The split-radix FFT, along with its variations, long had the distinction of achieving the lowest published arithmetic operation count (total exact number of required real additions and multiplications) to compute a DFT of power-of-two sizes N. The arithmetic count of the original split-radix algorithm was improved upon in 2004 (with the initial gains made in unpublished work by J. Van Buskirk via hand optimization for N=64 ), but it turns out that one can still achieve the new lowest count by a modification of split radix (Johnson and Frigo, 2007). Although the number of arithmetic operations is not the sole factor (or even necessarily the dominant factor) in determining the time required to compute a DFT on a computer, the question of the minimum possible count is of longstanding theoretical interest. (No tight lower bound on the operation count has currently been proven.)

The split-radix algorithm can only be applied when N is a multiple of 4, but since it breaks a DFT into smaller DFTs it can be combined with any other FFT algorithm as desired.

Split-radix decomposition

Recall that the DFT is defined by the formula:

X_{k}=\sum _{n=0}^{N-1}x_{n}\omega _{N}^{nk}

where $k$ is an integer ranging from $0$ to $N-1$ and $\omega _{N}$ denotes the primitive root of unity:

\omega _{N}=e^{-{\frac {2\pi i}{N}}},

and thus: $\omega _{N}^{N}=1$ .

The split-radix algorithm works by expressing this summation in terms of three smaller summations. (Here, we give the "decimation in time" version of the split-radix FFT; the dual decimation in frequency version is essentially just the reverse of these steps.)

First, a summation over the even indices $x_{2n_{2}}$ . Second, a summation over the odd indices broken into two pieces: $x_{4n_{4}+1}$ and $x_{4n_{4}+3}$ , according to whether the index is 1 or 3 modulo 4. Here, $n_{m}$ denotes an index that runs from 0 to $N/m-1$ . The resulting summations look like:

X_{k}=\sum _{n_{2}=0}^{N/2-1}x_{2n_{2}}\omega _{N/2}^{n_{2}k}+\omega _{N}^{k}\sum _{n_{4}=0}^{N/4-1}x_{4n_{4}+1}\omega _{N/4}^{n_{4}k}+\omega _{N}^{3k}\sum _{n_{4}=0}^{N/4-1}x_{4n_{4}+3}\omega _{N/4}^{n_{4}k}

where we have used the fact that $\omega _{N}^{mnk}=\omega _{N/m}^{nk}$ . These three sums correspond to portions of radix-2 (size N/2) and radix-4 (size N/4) Cooley–Tukey steps, respectively. (The underlying idea is that the even-index subtransform of radix-2 has no multiplicative factor in front of it, so it should be left as-is, while the odd-index subtransform of radix-2 benefits by combining a second recursive subdivision.)

These smaller summations are now exactly DFTs of length N/2 and N/4, which can be performed recursively and then recombined.

More specifically, let $U_{k}$ denote the result of the DFT of length N/2 (for $k=0,\ldots ,N/2-1$ ), and let $Z_{k}$ and $Z'_{k}$ denote the results of the DFTs of length N/4 (for $k=0,\ldots ,N/4-1$ ).
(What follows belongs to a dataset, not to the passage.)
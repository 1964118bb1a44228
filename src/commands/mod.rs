pub mod drive;

pub use drive::{DriveDistance, TankDrive};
Then the output $X_{k}$ is simply:

X_{k}=U_{k}+\omega _{N}^{k}Z_{k}+\omega _{N}^{3k}Z'_{k}.

This, however, performs unnecessary calculations, since $k\geq N/4$ turn out to share many calculations with $k<N/4$ . In particular, if we add N/4 to k, the size-N/4 DFTs are not changed (because they are periodic in N/4), while the size-N/2 DFT is unchanged if we add N/2 to k. So, the only things that change are the $\omega _{N}^{k}$ and $\omega _{N}^{3k}$ terms, known as twiddle factors. Here, we use the identities:

\omega _{N}^{k+N/4}=-i\omega _{N}^{k}

\omega _{N}^{3(k+N/4)}=i\omega _{N}^{3k}

to finally arrive at:

X_{k}=U_{k}+\left(\omega _{N}^{k}Z_{k}+\omega _{N}^{3k}Z'_{k}\right),

X_{k+N/2}=U_{k}-\left(\omega _{N}^{k}Z_{k}+\omega _{N}^{3k}Z'_{k}\right),

X_{k+N/4}=U_{k+N/4}-i\left(\omega _{N}^{k}Z_{k}-\omega _{N}^{3k}Z'_{k}\right),

X_{k+3N/4}=U_{k+N/4}+i\left(\omega _{N}^{k}Z_{k}-\omega _{N}^{3k}Z'_{k}\right),

which gives all of the outputs $X_{k}$ if we let $k$ range from $0$ to $N/4-1$ in the above four expressions.
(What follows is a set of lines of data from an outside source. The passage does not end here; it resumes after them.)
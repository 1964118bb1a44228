use super::Subsystem;
use crate::hal::{ActuatorChannel, Hal, HardwareFault, HardwareSnapshot};
use serde::{Deserialize, Serialize};

const DEFAULT_WHEEL_RADIUS_IN: f64 = 2.0; // 4 inch wheels

const DRIVE_ACTUATORS: [ActuatorChannel; 2] = [ActuatorChannel::LeftDrive, ActuatorChannel::RightDrive];

#[derive(Debug, Clone, Copy, Serialize, Deserialize)]
pub struct DriveConfig {
    pub wheel_radius_in: f64,
}

impl Default for DriveConfig {
    fn default() -> Self {
        Self {
            wheel_radius_in: DEFAULT_WHEEL_RADIUS_IN,
        }
    }
}

#[derive(Debug, Clone, Copy, Default, PartialEq, Serialize, Deserialize)]
pub struct DriveOdometry {
    pub left_inches: f64,
    pub right_inches: f64,
    pub average_inches: f64,
    pub left_velocity_ips: f64,
    pub right_velocity_ips: f64,
    /// Snapshot these values were computed from.
    pub sequence: u64,
}

/// Two-sided skid-steer drivetrain.
#[derive(Debug)]
pub struct DriveSubsystem {
    hal: Hal,
    config: DriveConfig,
    odometry: DriveOdometry,
    last_seen: Option<HardwareSnapshot>,
}

impl DriveSubsystem {
    pub fn new(hal: Hal, config: DriveConfig) -> Self {
        Self {
            hal,
            config,
            odometry: DriveOdometry::default(),
            last_seen: None,
        }
    }

    pub fn config(&self) -> &DriveConfig {
        &self.config
    }

    // s = r * theta
    pub fn left_position_inches(&self) -> f64 {
        self.hal.snapshot().left_encoder_radians() * self.config.wheel_radius_in
    }

    pub fn right_position_inches(&self) -> f64 {
        self.hal.snapshot().right_encoder_radians() * self.config.wheel_radius_in
    }

    pub fn odometry(&self) -> DriveOdometry {
        self.odometry
    }

    /// Both sides are written even when the first write fails.
    ///
    /// # Errors
    /// The first write fault, which the HAL has already queued for the
    /// scheduler's fault log.
    pub fn tank_drive(&mut self, left_volts: f64, right_volts: f64) -> Result<(), HardwareFault> {
        let left = self.hal.set_actuator(ActuatorChannel::LeftDrive, left_volts);
        let right = self.hal.set_actuator(ActuatorChannel::RightDrive, right_volts);
        left.and(right)
    }

    /// # Errors
    /// See [`DriveSubsystem::tank_drive`].
    pub fn stop(&mut self) -> Result<(), HardwareFault> {
        self.tank_drive(0.0, 0.0)
    }

    pub fn output_volts(&self) -> (Option<f64>, Option<f64>) {
        (
            self.hal.output(ActuatorChannel::LeftDrive),
            self.hal.output(ActuatorChannel::RightDrive),
        )
    }
}

impl Subsystem for DriveSubsystem {
    fn name(&self) -> &'static str {
        "drive"
    }

    fn actuators(&self) -> &[ActuatorChannel] {
        &DRIVE_ACTUATORS
    }

    fn periodic(&mut self) {
        let snapshot = self.hal.snapshot();
        let left = snapshot.left_encoder_radians() * self.config.wheel_radius_in;
        let right = snapshot.right_encoder_radians() * self.config.wheel_radius_in;

        // A repeated sequence means the read failed; velocity stays as it was.
        if let Some(previous) = self.last_seen.filter(|prev| prev.sequence != snapshot.sequence) {
            let dt = snapshot.timestamp - previous.timestamp;
            if dt > 0.0 {
                self.odometry.left_velocity_ips = (left - self.odometry.left_inches) / dt;
                self.odometry.right_velocity_ips = (right - self.odometry.right_inches) / dt;
            }
        }

        self.odometry.left_inches = left;
        self.odometry.right_inches = right;
        self.odometry.average_inches = (left + right) / 2.0;
        self.odometry.sequence = snapshot.sequence;
        self.last_seen = Some(snapshot);
    }
}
Notice that these expressions are arranged so that we need to combine the various DFT outputs by pairs of additions and subtractions, which are known as butterflies. In order to obtain the minimal operation count for this algorithm, one needs to take into account special cases for $k=0$ (where the twiddle factors are unity) and for $k=N/8$ (where the twiddle factors are $(1\pm i)/{\sqrt {2}}$ and can be multiplied more quickly); see, e.g. Sorensen et al. (1986). Multiplications by $\pm 1$ and $\pm i$ are ordinarily counted as free (all negations can be absorbed by converting additions into subtractions or vice versa).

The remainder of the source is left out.